Another case in point: that hard-working sandwich bag with the tiny smear of residual peanut butter that I keep in my lunch sack to reuse, day after day. When should I finally recycle it and get a new one? At the start of the new week, or is that arbitrary? When does it become unsanitary, or just socially gross?
I’m concerned about my obsession over these trivial questions, although I can justify it too. I’m single, so I don’t have a spouse and children to distract me, and I spend a fair amount of time by myself commuting to work, which leaves time to reflect, ponder ... and berate.
It’s like the more I learn, the worse I get. I’ve started keeping my phone charger unplugged; that one’s easy. I’m turning off my computer more, but on the nights I don’t the whirling fan taunts me from across the room after I’ve turned the light off, like when Monica can’t stop thinking about the shoes she left in the living room on that one episode of Friends.
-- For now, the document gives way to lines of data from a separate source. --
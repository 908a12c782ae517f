//! The per-variable resampling pipeline.

use fmprep_array::{AttrValue, Attrs, LabeledArray, T, X, Y, Z};
use tracing::debug;

use crate::config::GridConfig;
use crate::error::RegridError;
use crate::gap::replace_nans;
use crate::quantity::QuantityType;
use crate::sentinel::{SENTINEL_KEYS, mask_sentinel};
use crate::target::{AxisTarget, TargetCoords};
use crate::temporal::{MONTH_ATTR, aggregate_time, is_monthly};

/// Attribute recording the quantity type of a processed variable.
pub const QTYPE_ATTR: &str = "qtype";

/// Maps raw source variables onto the canonical grid.
#[derive(Debug, Clone)]
pub struct Resampler {
    config: GridConfig,
}

impl Resampler {
    /// Creates a resampler after validating `config`.
    ///
    /// # Errors
    ///
    /// Returns [`RegridError::InvalidConfig`] if validation fails.
    pub fn new(config: GridConfig) -> Result<Self, RegridError> {
        config.validate()?;
        Ok(Self { config })
    }

    /// The configuration.
    pub fn config(&self) -> &GridConfig {
        &self.config
    }

    /// Resolves the unit's target coordinates from a raw source variable.
    ///
    /// # Errors
    ///
    /// See [`TargetCoords::resolve`].
    pub fn resolve_targets(&self, source: &LabeledArray) -> Result<TargetCoords, RegridError> {
        TargetCoords::resolve(&self.config, source)
    }

    /// Resamples one raw variable.
    ///
    /// Steps: rename axes; take the first time slice of constants; mask the
    /// sentinel; interpolate onto the x, y and z targets; aggregate over
    /// time; fill gaps along y; transpose to canonical order.
    ///
    /// A year of monthly means (see [`is_monthly`]) is not aggregated: the
    /// step of the unit's month ([`MONTH_ATTR`] in `global_attrs`) is
    /// selected and the time axis dropped, or all 12 steps are kept when the
    /// unit has no month. The result's attributes are `global_attrs`
    /// overridden by the variable's own, plus the quantity type under
    /// [`QTYPE_ATTR`].
    ///
    /// # Errors
    ///
    /// Returns [`RegridError::Array`] for missing coordinates or rename
    /// collisions, and [`RegridError::Gap`] if gaps remain.
    pub fn subsample(
        &self,
        variable: LabeledArray,
        global_attrs: &Attrs,
        quantity: QuantityType,
        is_constant: bool,
        targets: &TargetCoords,
    ) -> Result<LabeledArray, RegridError> {
        let dims = self
            .config
            .dims()
            .restricted_to(|d| variable.has_dim(d) || variable.coord(d).is_some());
        let mut arr = dims.apply(variable)?;
        if is_constant && arr.has_dim(T) {
            arr = arr.isel(T, 0)?;
        }
        arr = mask_sentinel(arr);

        arr = apply_horizontal(arr, X, &targets.x)?;
        arr = apply_horizontal(arr, Y, &targets.y)?;
        if let Some(levels) = &targets.z
            && arr.has_dim(Z)
        {
            let assume_sorted = levels.first() <= levels.last();
            arr = arr.interp_axis(Z, levels, assume_sorted)?;
        }

        if is_monthly(&arr) {
            match unit_month(global_attrs) {
                Some(month) => arr = arr.isel(T, month - 1)?,
                None => debug!(variable = arr.name(), "monthly series kept whole"),
            }
        } else if let Some(step) = self.config.tstep_seconds() {
            arr = aggregate_time(arr, step, quantity.aggregation())?;
        }

        arr = replace_nans(arr, Y)?;

        let mut attrs: Attrs = global_attrs
            .iter()
            .filter(|(k, _)| !SENTINEL_KEYS.contains(&k.as_str()))
            .map(|(k, v)| (k.clone(), v.clone()))
            .collect();
        attrs.extend(arr.attrs().iter().map(|(k, v)| (k.clone(), v.clone())));
        attrs.insert(QTYPE_ATTR.to_string(), quantity.as_str().into());
        arr.set_attrs(attrs);

        let arr = arr.canonical_order();
        debug!(
            variable = arr.name(),
            dims = ?arr.dims(),
            shape = ?arr.shape(),
            qtype = %quantity,
            "subsampled variable"
        );
        Ok(arr)
    }
}

fn unit_month(attrs: &Attrs) -> Option<usize> {
    match attrs.get(MONTH_ATTR) {
        Some(AttrValue::Num(m)) if (1.0..=12.0).contains(m) => Some(*m as usize),
        _ => None,
    }
}

fn apply_horizontal(
    arr: LabeledArray,
    dim: &str,
    target: &AxisTarget,
) -> Result<LabeledArray, RegridError> {
    if !arr.has_dim(dim) {
        return Ok(arr);
    }
    Ok(match target {
        AxisTarget::Grid(values) => arr.interp_axis(dim, values, true)?,
        AxisTarget::Range(lo, hi) => arr.select_range(dim, *lo, *hi)?,
        AxisTarget::PassThrough => arr,
    })
}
I can joke and say I have Environmental OCD, but sometimes I get annoyed at myself for feeling guilty. I know these fixations aren’t rational because the amount of energy I’m saving is infinitesimal. Yet it’s like I want to be perfect. But of course the idea of creating no waste doesn’t exist because I exist. I live, breathe, eat, consume, and everything I do leaves a trail. But how close can you get to perfect? Should I have recycled my 4-inch-by-2-inch Metro ticket? Can I recycle the thin plastic that my box of Twinings tea was wrapped in? I ask this as my hand hovers over the trash and recycle cans, paralyzed with indecision. And come to think of it, should I have bought tea imported from England? Think of the petroleum used to get it here.
Part of my purpose in starting this blog is to try to answer these questions, and the larger question of what is my personal responsibility for helping stop global warming. I hope to educate myself (like how does composting work?) and figure out what more I can do to enrich our world, and while doing so, my life.